Bagi pemilik usaha kuliner, setiap kursi dan meja adalah peluang pemasukan. Jika kursi penuh oleh pengunjung yang tidak membeli, mereka bisa kehilangan calon pembeli lain yang datang dan terpaksa pulang karena tidak kebagian tempat.
Fasilitas seperti WiFi, listrik, dan AC tetap berjalan dan memakan biaya. Bila tidak diimbangi oleh transaksi, usaha bisa merugi. Bagi bisnis kecil, kehilangan pemasukan harian bisa berisiko besar bagi kelangsungan usaha.
5. Contoh Dampak Nyata Fenomena Rojali
- Turunnya pendapatan harian karena banyak tempat duduk terisi tapi tidak ada pembelian
- Bertambahnya beban operasional seperti listrik, WiFi, dan kebersihan tanpa pemasukan yang sepadan
- Calon pelanggan batal datang karena tempat tampak penuh
- Menurunnya motivasi pegawai karena kerja keras tidak sebanding dengan hasil
- Perlunya kebijakan khusus seperti minimum order, batas waktu duduk, atau larangan bawa makanan luar
6. Reaksi Pelaku Usaha terhadap Rojali
Banyak pengusaha akhirnya memasang pengumuman minimum pembelian, membatasi penggunaan WiFi. Namun tidak sedikit juga yang memilih bersikap pasif, khawatir kehilangan pengunjung tetap atau dinilai tidak ramah.
Di sisi lain, beberapa pelaku usaha berusaha mengedukasi pelanggan bahwa membeli meski hanya satu menu adalah bentuk dukungan kepada bisnis kecil.
7. Apakah Ada Solusi?
Untuk mencegah efek buruk dari fenomena Rojali, diperlukan kesadaran bersama. Misal, untuk pengunjung, kalau ingin menikmati fasilitas tempat makan, setidaknya belilah satu menu, meski murah.
Kemudian, untuk pemilik usaha, sediakan opsi menu hemat agar tetap ramah kantong, khususnya bagi pelajar atau mahasiswa. Lalu, untuk komunitas, ajak anggota saling mengingatkan pentingnya menghargai tempat usaha dengan membeli produk, bukan sekadar nongkrong.
Artinya, fenomena Rojali (Rombongan Jarang Beli) adalah gambaran dari perubahan pola konsumsi masyarakat yang memilih suasana dan fasilitas tanpa harus mengeluarkan uang.
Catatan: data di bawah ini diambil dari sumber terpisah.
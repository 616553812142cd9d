//! Counters of a single load-test run.

use std::{
    sync::atomic::{AtomicU64, AtomicUsize, Ordering},
    time::Duration,
};

use serde::Serialize;
use tokio::time::Instant;

use crate::runner::{IterationId, IterationOutcome};

/// Run scoped state, shared between the scheduler, its workers and
/// whoever wants to observe the run.
///
/// Gauges (`target`, `workers`) are written by the scheduler only.
/// Counters are incremented concurrently by workers, always with a single
/// atomic `fetch_add`.
#[derive(Debug)]
pub struct RunState {
    started: Instant,
    finished_after: AtomicU64,

    target: AtomicUsize,
    workers: AtomicUsize,
    in_flight: AtomicUsize,

    dispatched: AtomicU64,
    successes: AtomicU64,
    check_failures: AtomicU64,
    transport_errors: AtomicU64,
    panics: AtomicU64,

    shortfall_events: AtomicU64,
    dropped_iterations: AtomicU64,
    pool_exhausted_events: AtomicU64,
    late_ticks: AtomicU64,
}

const NOT_FINISHED: u64 = u64::MAX;

impl RunState {
    pub fn new() -> Self {
        Self {
            started: Instant::now(),
            finished_after: AtomicU64::new(NOT_FINISHED),
            target: AtomicUsize::new(0),
            workers: AtomicUsize::new(0),
            in_flight: AtomicUsize::new(0),
            dispatched: AtomicU64::new(0),
            successes: AtomicU64::new(0),
            check_failures: AtomicU64::new(0),
            transport_errors: AtomicU64::new(0),
            panics: AtomicU64::new(0),
            shortfall_events: AtomicU64::new(0),
            dropped_iterations: AtomicU64::new(0),
            pool_exhausted_events: AtomicU64::new(0),
            late_ticks: AtomicU64::new(0),
        }
    }

    /// Time since the run started, frozen once the run is finished.
    pub fn elapsed(&self) -> Duration {
        match self.finished_after.load(Ordering::Acquire) {
            NOT_FINISHED => self.started.elapsed(),
            nanos => Duration::from_nanos(nanos),
        }
    }

    pub(crate) fn started(&self) -> Instant {
        self.started
    }

    pub(crate) fn mark_finished(&self) {
        let nanos = u64::try_from(self.started.elapsed().as_nanos()).unwrap_or(NOT_FINISHED - 1);
        let _ = self.finished_after.compare_exchange(
            NOT_FINISHED,
            nanos,
            Ordering::AcqRel,
            Ordering::Acquire,
        );
    }

    pub(crate) fn set_target(&self, target: usize) {
        self.target.store(target, Ordering::Release);
    }

    pub(crate) fn set_workers(&self, workers: usize) {
        self.workers.store(workers, Ordering::Release);
    }

    /// Reserve the id of a new iteration and count it as dispatched.
    pub(crate) fn next_iteration(&self) -> IterationId {
        self.dispatched.fetch_add(1, Ordering::AcqRel)
    }

    pub(crate) fn iteration_started(&self) {
        self.in_flight.fetch_add(1, Ordering::AcqRel);
    }

    pub(crate) fn record_outcome(&self, outcome: &IterationOutcome) {
        let counter = match outcome {
            IterationOutcome::Success => &self.successes,
            IterationOutcome::CheckFailure(_) => &self.check_failures,
            IterationOutcome::TransportError(_) => &self.transport_errors,
        };
        counter.fetch_add(1, Ordering::AcqRel);
        self.in_flight.fetch_sub(1, Ordering::AcqRel);
    }

    /// An iteration panicked, or the worker task running it died.
    pub(crate) fn record_panic(&self, in_flight: bool) {
        self.panics.fetch_add(1, Ordering::AcqRel);
        if in_flight {
            self.in_flight.fetch_sub(1, Ordering::AcqRel);
        }
    }

    pub(crate) fn record_shortfall(&self, dropped: u64) {
        self.shortfall_events.fetch_add(1, Ordering::AcqRel);
        self.dropped_iterations.fetch_add(dropped, Ordering::AcqRel);
    }

    pub(crate) fn record_pool_exhausted(&self) {
        self.pool_exhausted_events.fetch_add(1, Ordering::AcqRel);
    }

    pub(crate) fn record_late_ticks(&self, missed: u64) {
        self.late_ticks.fetch_add(missed, Ordering::AcqRel);
    }

    pub fn snapshot(&self) -> RunSnapshot {
        RunSnapshot {
            elapsed: self.elapsed(),
            target: self.target.load(Ordering::Acquire),
            workers: self.workers.load(Ordering::Acquire),
            in_flight: self.in_flight.load(Ordering::Acquire),
            dispatched: self.dispatched.load(Ordering::Acquire),
            successes: self.successes.load(Ordering::Acquire),
            check_failures: self.check_failures.load(Ordering::Acquire),
            transport_errors: self.transport_errors.load(Ordering::Acquire),
            panics: self.panics.load(Ordering::Acquire),
            shortfall_events: self.shortfall_events.load(Ordering::Acquire),
            dropped_iterations: self.dropped_iterations.load(Ordering::Acquire),
            pool_exhausted_events: self.pool_exhausted_events.load(Ordering::Acquire),
            late_ticks: self.late_ticks.load(Ordering::Acquire),
        }
    }
}

impl Default for RunState {
    fn default() -> Self {
        Self::new()
    }
}

/// Point in time copy of a [`RunState`].
///
/// Counters are read one by one, so a snapshot taken while workers are
/// active is not a single consistent cut; it is once the run completed.
#[derive(Debug, Clone, Copy, Default, PartialEq, Eq, Serialize)]
pub struct RunSnapshot {
    #[serde(serialize_with = "serialize_millis", rename = "elapsed_ms")]
    pub elapsed: Duration,
    pub target: usize,
    pub workers: usize,
    pub in_flight: usize,
    pub dispatched: u64,
    pub successes: u64,
    pub check_failures: u64,
    pub transport_errors: u64,
    pub panics: u64,
    pub shortfall_events: u64,
    pub dropped_iterations: u64,
    pub pool_exhausted_events: u64,
    pub late_ticks: u64,
}

impl RunSnapshot {
    /// Iterations that finished, successfully or not.
    pub fn completed(&self) -> u64 {
        self.successes + self.errors()
    }

    pub fn errors(&self) -> u64 {
        self.check_failures + self.transport_errors + self.panics
    }
}

fn serialize_millis<S>(d: &Duration, serializer: S) -> Result<S::Ok, S::Error>
where
    S: serde::Serializer,
{
    serializer.serialize_u64(u64::try_from(d.as_millis()).unwrap_or(u64::MAX))
}

#[cfg(test)]
mod tests {
    use std::sync::Arc;

    use super::*;

    #[tokio::test(start_paused = true)]
    async fn test_elapsed_freezes_once_finished() {
        let state = RunState::new();
        tokio::time::advance(Duration::from_secs(3)).await;
        assert_eq!(state.elapsed(), Duration::from_secs(3));

        state.mark_finished();
        tokio::time::advance(Duration::from_secs(5)).await;
        assert_eq!(state.elapsed(), Duration::from_secs(3));

        // only the first call counts
        state.mark_finished();
        assert_eq!(state.snapshot().elapsed, Duration::from_secs(3));
    }

    #[tokio::test(flavor = "multi_thread", worker_threads = 4)]
    async fn test_counters_are_race_free() {
        const TASKS: u64 = 8;
        const PER_TASK: u64 = 1_000;

        let state = Arc::new(RunState::new());
        let handles: Vec<_> = (0..TASKS)
            .map(|i| {
                let state = state.clone();
                tokio::spawn(async move {
                    for j in 0..PER_TASK {
                        state.next_iteration();
                        state.iteration_started();
                        let outcome = match (i + j) % 3 {
                            0 => IterationOutcome::Success,
                            1 => IterationOutcome::CheckFailure("status is 200".to_owned()),
                            _ => IterationOutcome::TransportError("refused".to_owned()),
                        };
                        state.record_outcome(&outcome);
                    }
                })
            })
            .collect();
        for handle in handles {
            handle.await.unwrap();
        }

        let snapshot = state.snapshot();
        assert_eq!(snapshot.dispatched, TASKS * PER_TASK);
        assert_eq!(snapshot.completed(), TASKS * PER_TASK);
        assert_eq!(snapshot.in_flight, 0);
        assert_eq!(
            snapshot.errors(),
            snapshot.check_failures + snapshot.transport_errors
        );
    }

    #[test]
    fn test_snapshot_json() {
        let snapshot = RunSnapshot {
            elapsed: Duration::from_millis(1_500),
            dispatched: 3,
            successes: 2,
            transport_errors: 1,
            ..Default::default()
        };
        let value = serde_json::to_value(snapshot).unwrap();
        assert_eq!(value["elapsed_ms"], 1500);
        assert_eq!(value["dispatched"], 3);
        assert_eq!(value["transport_errors"], 1);
    }
}
//! HTTP iteration runner: every iteration POSTs a fixed JSON payload
//! and checks the response status.

use std::{fmt, sync::Arc, time::Duration};

use rama::{
    Layer as _, Service,
    error::BoxError,
    http::{
        Body, Request, Response, StatusCode, Uri,
        client::EasyHttpWebClient,
        layer::{map_request_body::MapRequestBodyLayer, map_response_body::MapResponseBodyLayer},
        service::client::HttpClientExt as _,
    },
    layer::{MapErrLayer, TimeoutLayer},
    service::BoxService,
    telemetry::tracing,
};

use crate::runner::{IterationContext, IterationOutcome, IterationRunner};

/// Header carrying the [`IterationId`](crate::runner::IterationId) of a request.
pub const ITERATION_ID_HEADER: &str = "x-loadgen-iteration";

#[derive(Debug, Clone, Copy, PartialEq, Eq)]
pub struct HttpRunnerConfig {
    /// Any other response status is a check failure.
    pub expected_status: StatusCode,
    /// Deadline of a single request, response headers included.
    pub timeout: Duration,
}

impl Default for HttpRunnerConfig {
    fn default() -> Self {
        Self {
            expected_status: StatusCode::OK,
            timeout: Duration::from_secs(60),
        }
    }
}

pub struct HttpPostRunner {
    client: BoxService<Request, Response, BoxError>,
    uri: Uri,
    payload: Arc<serde_json::Value>,
    expected_status: StatusCode,
    check: String,
}

impl fmt::Debug for HttpPostRunner {
    fn fmt(&self, f: &mut fmt::Formatter<'_>) -> fmt::Result {
        f.debug_struct("HttpPostRunner")
            .field("uri", &self.uri)
            .field("expected_status", &self.expected_status)
            .finish()
    }
}

impl HttpPostRunner {
    pub fn new(uri: Uri, payload: serde_json::Value, cfg: HttpRunnerConfig) -> Self {
        let inner_https_client = (
            MapResponseBodyLayer::new(Body::new),
            MapRequestBodyLayer::new(Body::new),
        )
            .into_layer(EasyHttpWebClient::default());
        Self::with_client(inner_https_client, uri, payload, cfg)
    }

    /// Use `client` to send the requests instead of a default web client.
    pub fn with_client<S>(client: S, uri: Uri, payload: serde_json::Value, cfg: HttpRunnerConfig) -> Self
    where
        S: Service<Request, Output = Response, Error: Into<BoxError>>,
    {
        let client = (
            MapErrLayer::new(Into::<BoxError>::into),
            TimeoutLayer::new(cfg.timeout),
            MapErrLayer::new(Into::<BoxError>::into),
        )
            .into_layer(client)
            .boxed();

        Self {
            client,
            uri,
            payload: Arc::new(payload),
            expected_status: cfg.expected_status,
            check: format!("status is {}", cfg.expected_status.as_u16()),
        }
    }

    pub fn uri(&self) -> &Uri {
        &self.uri
    }
}

impl IterationRunner for HttpPostRunner {
    async fn run(&self, ctx: IterationContext) -> IterationOutcome {
        let result = self
            .client
            .post(self.uri.clone())
            .header(ITERATION_ID_HEADER, ctx.id)
            .json(&*self.payload)
            .send()
            .await;

        match result {
            Ok(resp) if resp.status() == self.expected_status => IterationOutcome::Success,
            Ok(resp) => {
                let status = resp.status();
                tracing::trace!(
                    iteration = ctx.id,
                    %status,
                    "unexpected response status"
                );
                IterationOutcome::CheckFailure(self.check.clone())
            }
            Err(err) => IterationOutcome::TransportError(err.to_string()),
        }
    }
}

#[cfg(test)]
mod tests;
use serde::{Deserialize, Serialize};

use super::{ArrivalRate, ArrivalRateSpec, Interpolation, InvalidProfile, LoadProfile, Stage, StageRamp};

/// Wire format of a load profile document.
///
/// Exactly one of `stages` and `arrivalRate` has to be present.
#[derive(Debug, Clone, Default, Serialize, Deserialize)]
#[serde(rename_all = "camelCase", deny_unknown_fields)]
pub(super) struct ProfileConfig {
    #[serde(default, skip_serializing_if = "Option::is_none")]
    stages: Option<Vec<Stage>>,
    #[serde(default, skip_serializing_if = "Option::is_none")]
    interpolation: Option<Interpolation>,
    #[serde(default, skip_serializing_if = "Option::is_none")]
    arrival_rate: Option<ArrivalRateSpec>,
}

impl TryFrom<ProfileConfig> for LoadProfile {
    type Error = InvalidProfile;

    fn try_from(cfg: ProfileConfig) -> Result<Self, Self::Error> {
        match (cfg.stages, cfg.arrival_rate) {
            (Some(stages), None) => StageRamp::try_new(stages, cfg.interpolation.unwrap_or_default())
                .map(LoadProfile::StageRamp),
            (None, Some(spec)) => {
                if cfg.interpolation.is_some() {
                    return Err(InvalidProfile::Malformed(
                        "'interpolation' only applies to 'stages'".to_owned(),
                    ));
                }
                ArrivalRate::try_new(spec).map(LoadProfile::ArrivalRate)
            }
            (Some(_), Some(_)) => Err(InvalidProfile::Malformed(
                "'stages' and 'arrivalRate' are mutually exclusive".to_owned(),
            )),
            (None, None) => Err(InvalidProfile::Malformed(
                "expected either 'stages' or 'arrivalRate'".to_owned(),
            )),
        }
    }
}

impl From<&LoadProfile> for ProfileConfig {
    fn from(profile: &LoadProfile) -> Self {
        match profile {
            LoadProfile::StageRamp(ramp) => Self {
                stages: Some(ramp.stages().to_vec()),
                interpolation: Some(ramp.interpolation()),
                arrival_rate: None,
            },
            LoadProfile::ArrivalRate(arrival) => Self {
                stages: None,
                interpolation: None,
                arrival_rate: Some(*arrival.spec()),
            },
        }
    }
}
Meski tidak dilarang, kebiasaan ini bisa berdampak besar bagi pelaku usaha kecil, khususnya di sektor kuliner dan ritel.
Jadi, jika Anda datang ke kafe, tempat makan, atau restoran, cobalah untuk tetap membeli produk yang tersedia. Satu gelas kopi atau camilan simpel saja, Anda bisa menjadi penyambung hidup usaha kecil yang sedang berjuang.